A antropologia sabe sobejamente que a espécie humana é, constante e invariavelmente, constituída de uma maioria heteroafetiva e uma minoria homoafetiva. Eis aí o "natural". Não há perigo de declínio populacional, nem de cooptação de uma comunidade pela outra. Trata-se de reconhecer a existência e a especificidade dos homoafetivos como minoria, reconhecendo-se-lhes direitos básicos, como o de casar e o de constituir família. Sim, a justiça aristotélica, em seus aspectos comutativo e distributivo, consiste em "dar a cada qual o que é seu". Duvido que Aristóteles opor-se-ia ao reconhecimento dos direitos da população homoafetiva, tendo em vista, entre outras razões, a onipresente aceitação da homossexualidade entre os gregos antigos.

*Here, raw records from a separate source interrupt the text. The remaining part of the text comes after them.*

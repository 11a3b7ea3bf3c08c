/// JSON-RPC wallet provider
///
/// This module provides HTTP-based JSON-RPC communication with an Ethereum
/// node or wallet endpoint, implementing the EIP-1193 methods the ATM needs.
use crate::blockchain::{Address, Bytes, CallRequest, Receipt, TxHash};
use crate::errors::{AtmError, AtmResult};
use crate::provider::WalletProvider;
use alloy_primitives::U64;
use async_trait::async_trait;
use reqwest::Client;
use serde::{Deserialize, Serialize};
use std::sync::atomic::{AtomicU64, Ordering};
use std::time::Duration;

/// EIP-1193 code for a request the user declined.
const USER_REJECTED_CODE: i64 = 4001;
/// EIP-1193 code for a method the provider does not support.
const UNSUPPORTED_METHOD_CODE: i64 = 4200;
/// JSON-RPC 2.0 code for an unknown method.
const METHOD_NOT_FOUND_CODE: i64 = -32601;
/// Execution-reverted code used by geth, Hardhat and Anvil.
const EXECUTION_REVERTED_CODE: i64 = 3;

/// HTTP client for wallet provider RPC communication
#[derive(Debug)]
pub struct RpcClient {
    client: Client,
    endpoint: String,
    poll_interval: Duration,
    next_id: AtomicU64,
}

/// JSON-RPC request structure
#[derive(Debug, Serialize)]
struct JsonRpcRequest<'a> {
    jsonrpc: &'static str,
    method: &'a str,
    params: serde_json::Value,
    id: u64,
}

/// JSON-RPC response structure
#[derive(Debug, Deserialize)]
#[allow(dead_code)] // fields are populated via serde; not all are read
struct JsonRpcResponse {
    jsonrpc: Option<String>,
    #[serde(default)]
    result: serde_json::Value,
    error: Option<JsonRpcError>,
    id: Option<serde_json::Value>,
}

/// JSON-RPC error structure
#[derive(Debug, Clone, Deserialize)]
struct JsonRpcError {
    code: i64,
    message: String,
}

impl JsonRpcError {
    fn is_unsupported_method(&self) -> bool {
        self.code == METHOD_NOT_FOUND_CODE || self.code == UNSUPPORTED_METHOD_CODE
    }
}

impl From<JsonRpcError> for AtmError {
    fn from(error: JsonRpcError) -> Self {
        if error.code == USER_REJECTED_CODE {
            return AtmError::UserRejected(error.message);
        }
        if error.code == EXECUTION_REVERTED_CODE || error.message.to_lowercase().contains("revert")
        {
            return AtmError::Reverted(error.message);
        }
        AtmError::ProviderError(format!("RPC error {}: {}", error.code, error.message))
    }
}

/// Failure of a single RPC round trip.
#[derive(Debug)]
enum RpcFailure {
    Rpc(JsonRpcError),
    Transport(AtmError),
}

impl From<RpcFailure> for AtmError {
    fn from(failure: RpcFailure) -> Self {
        match failure {
            RpcFailure::Rpc(error) => error.into(),
            RpcFailure::Transport(error) => error,
        }
    }
}

/// Receipt object as returned by `eth_getTransactionReceipt`.
#[derive(Debug, Deserialize)]
#[serde(rename_all = "camelCase")]
struct RawReceipt {
    transaction_hash: TxHash,
    block_number: Option<U64>,
    status: Option<U64>,
}

impl RpcClient {
    /// Create a new RPC client
    pub fn new(
        endpoint: impl Into<String>,
        request_timeout: Duration,
        poll_interval: Duration,
    ) -> AtmResult<Self> {
        let client = Client::builder()
            .timeout(request_timeout)
            .build()
            .map_err(|e| AtmError::NetworkError(format!("Failed to create HTTP client: {}", e)))?;

        Ok(RpcClient {
            client,
            endpoint: endpoint.into().trim_end_matches('/').to_string(),
            poll_interval,
            next_id: AtomicU64::new(1),
        })
    }

    /// Make a JSON-RPC call and return the raw `result` value
    async fn rpc_value(
        &self,
        method: &str,
        params: serde_json::Value,
    ) -> Result<serde_json::Value, RpcFailure> {
        let request = JsonRpcRequest {
            jsonrpc: "2.0",
            method,
            params,
            id: self.next_id.fetch_add(1, Ordering::Relaxed),
        };
        log::debug!("rpc -> {} (id {})", method, request.id);

        let response = self
            .client
            .post(&self.endpoint)
            .json(&request)
            .send()
            .await
            .map_err(|e| {
                RpcFailure::Transport(AtmError::NetworkError(format!(
                    "HTTP request failed: {}",
                    e
                )))
            })?;

        if !response.status().is_success() {
            return Err(RpcFailure::Transport(AtmError::NetworkError(format!(
                "HTTP error: {}",
                response.status()
            ))));
        }

        let rpc_response: JsonRpcResponse = response.json().await.map_err(|e| {
            RpcFailure::Transport(AtmError::InvalidResponse(format!(
                "Failed to parse response: {}",
                e
            )))
        })?;

        match rpc_response.error {
            Some(error) => Err(RpcFailure::Rpc(error)),
            None => Ok(rpc_response.result),
        }
    }

    /// Make a JSON-RPC call whose result must be present
    async fn rpc_call<T: for<'de> Deserialize<'de>>(
        &self,
        method: &str,
        params: serde_json::Value,
    ) -> AtmResult<T> {
        let value = self.rpc_value(method, params).await?;
        if value.is_null() {
            return Err(AtmError::InvalidResponse(
                "No result in RPC response".to_string(),
            ));
        }
        Ok(serde_json::from_value(value)?)
    }
}

#[async_trait]
impl WalletProvider for RpcClient {
    async fn accounts(&self) -> AtmResult<Vec<Address>> {
        self.rpc_call("eth_accounts", serde_json::json!([])).await
    }

    async fn request_accounts(&self) -> AtmResult<Vec<Address>> {
        match self
            .rpc_value("eth_requestAccounts", serde_json::json!([]))
            .await
        {
            Ok(value) => Ok(serde_json::from_value(value)?),
            // Dev nodes hold unlocked accounts and skip the prompt entirely
            Err(RpcFailure::Rpc(error)) if error.is_unsupported_method() => {
                log::debug!("eth_requestAccounts unsupported, using eth_accounts");
                self.accounts().await
            }
            Err(failure) => Err(failure.into()),
        }
    }

    async fn call(&self, request: &CallRequest) -> AtmResult<Bytes> {
        let tx = serde_json::to_value(request)?;
        self.rpc_call("eth_call", serde_json::json!([tx, "latest"]))
            .await
    }

    async fn send_transaction(&self, request: &CallRequest) -> AtmResult<TxHash> {
        let tx = serde_json::to_value(request)?;
        self.rpc_call("eth_sendTransaction", serde_json::json!([tx]))
            .await
    }

    async fn transaction_receipt(&self, hash: &TxHash) -> AtmResult<Option<Receipt>> {
        let value = self
            .rpc_value(
                "eth_getTransactionReceipt",
                serde_json::json!([hash]),
            )
            .await?;
        parse_receipt(value)
    }

    fn poll_interval(&self) -> Duration {
        self.poll_interval
    }
}

/// Decode a receipt result; `null` means the transaction is still pending.
fn parse_receipt(value: serde_json::Value) -> AtmResult<Option<Receipt>> {
    if value.is_null() {
        return Ok(None);
    }
    let raw: RawReceipt = serde_json::from_value(value)
        .map_err(|e| AtmError::InvalidResponse(format!("Malformed receipt: {}", e)))?;
    // Receipts without a status field predate Byzantium and imply success
    let success = raw.status.map_or(true, |status| status == U64::from(1));
    Ok(Some(Receipt {
        transaction_hash: raw.transaction_hash,
        block_number: raw.block_number.map(|n| n.to::<u64>()),
        success,
    }))
}

#[cfg(test)]
mod tests {
    use super::*;

    fn hash_hex() -> String {
        format!("0x{}", "11".repeat(32))
    }

    #[test]
    fn pending_receipt_is_none() {
        assert_eq!(parse_receipt(serde_json::Value::Null).unwrap(), None);
    }

    #[test]
    fn receipt_status_decoded() {
        let mined = serde_json::json!({
            "transactionHash": hash_hex(),
            "blockNumber": "0x2a",
            "status": "0x1",
            "gasUsed": "0x5208"
        });
        let receipt = parse_receipt(mined).unwrap().unwrap();
        assert!(receipt.success);
        assert_eq!(receipt.block_number, Some(42));
        assert_eq!(receipt.transaction_hash.to_string(), hash_hex());

        let reverted = serde_json::json!({
            "transactionHash": hash_hex(),
            "blockNumber": "0x2b",
            "status": "0x0"
        });
        assert!(!parse_receipt(reverted).unwrap().unwrap().success);
    }

    #[test]
    fn rpc_errors_classified() {
        let rejected: AtmError = JsonRpcError {
            code: USER_REJECTED_CODE,
            message: "User rejected the request.".to_string(),
        }
        .into();
        assert!(rejected.is_user_rejection());

        let reverted: AtmError = JsonRpcError {
            code: -32603,
            message: "Error: VM Exception while processing transaction: reverted".to_string(),
        }
        .into();
        assert!(matches!(reverted, AtmError::Reverted(_)));

        let other: AtmError = JsonRpcError {
            code: -32000,
            message: "nonce too low".to_string(),
        }
        .into();
        assert!(matches!(other, AtmError::ProviderError(msg) if msg.contains("-32000")));

        assert!(JsonRpcError {
            code: METHOD_NOT_FOUND_CODE,
            message: "Method eth_requestAccounts not found".to_string(),
        }
        .is_unsupported_method());
    }

    #[test]
    fn accounts_decoded_from_rpc_result() {
        let raw = serde_json::json!(["0xf39fd6e51aad88f6f4ce6ab8827279cfffb92266"]);
        let accounts: Vec<Address> = serde_json::from_value(raw).unwrap();
        assert_eq!(
            accounts[0].to_string(),
            "0xf39Fd6e51aad88F6F4ce6aB8827279cffFb92266"
        );
        assert!(serde_json::from_value::<Vec<Address>>(serde_json::json!(["nope"])).is_err());
    }

    #[test]
    fn malformed_receipt_is_invalid_response() {
        let broken = serde_json::json!({ "transactionHash": "0x1234", "status": "0x1" });
        assert!(matches!(
            parse_receipt(broken),
            Err(AtmError::InvalidResponse(_))
        ));
    }
}

#[cfg(test)]
mod integration_tests {
    use super::*;

    fn local_client() -> RpcClient {
        RpcClient::new(
            "http://localhost:8545",
            Duration::from_secs(30),
            Duration::from_millis(250),
        )
        .unwrap()
    }

    #[tokio::test]
    #[ignore = "requires running dev node at localhost:8545"]
    async fn test_real_accounts_call() {
        let client = local_client();
        let result = client.accounts().await;
        assert!(result.is_ok(), "Accounts call should succeed");
    }

    #[tokio::test]
    #[ignore = "requires running dev node at localhost:8545"]
    async fn test_real_request_accounts_falls_back() {
        let client = local_client();
        let accounts = client.request_accounts().await.unwrap();
        assert!(!accounts.is_empty(), "Dev node should expose unlocked accounts");
    }
}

A ideia de família não está, como teme o articulista, fenecendo; ao contrário, vê-se enriquecida pela mutação constitucional prestigiada pelo Supremo Tribunal Federal. Arranjos até recentemente denegridos - ou, pior, relegados ao silêncio, como se não existissem! - adquirem feição jurídica. Há famílias sem casamento, adotivas, monoparentais, anaparentais ou constituídas por casais homoafetivos. A poligamia, a poliandria e o incesto parecem postos em uma categoria à parte, rejeitados pela sociedade brasileira justamente por considerações ético-morais, o que evidencia a força de tais considerações.

Creio que toda minoria longamente desconhecida ou espezinhada comete, vez ou outra, exageros verbais reivindicativos, mas isso parece estar na dinâmica do processo de transformação social. O que está em jogo, antes que "interesses", são direitos, não meramente pessoais ou patrimoniais, mas Direitos Humanos, tão importantes que o Direito Internacional até nega aos Estados a possibilidade de melindrá-los.

A ministra aposentada do STF, Ellen Grace, afirmou, durante o julgamento da ADIn 4277 e da ADPF 132, que muitos pensavam que a época das declarações de direitos havia passado e que se tratava doravante tão-somente de concretizar direitos já definidos. À guisa de resposta, concluiu que a questão homoafetiva provava a persistência daquela época: ainda há direitos a serem constitucionalmente declarados, em uma perspectiva pluralista e democrática.

Autor: Marcelo Tancredi é Oficial de Registro Civil de Pessoas Naturais em Cunha(SP).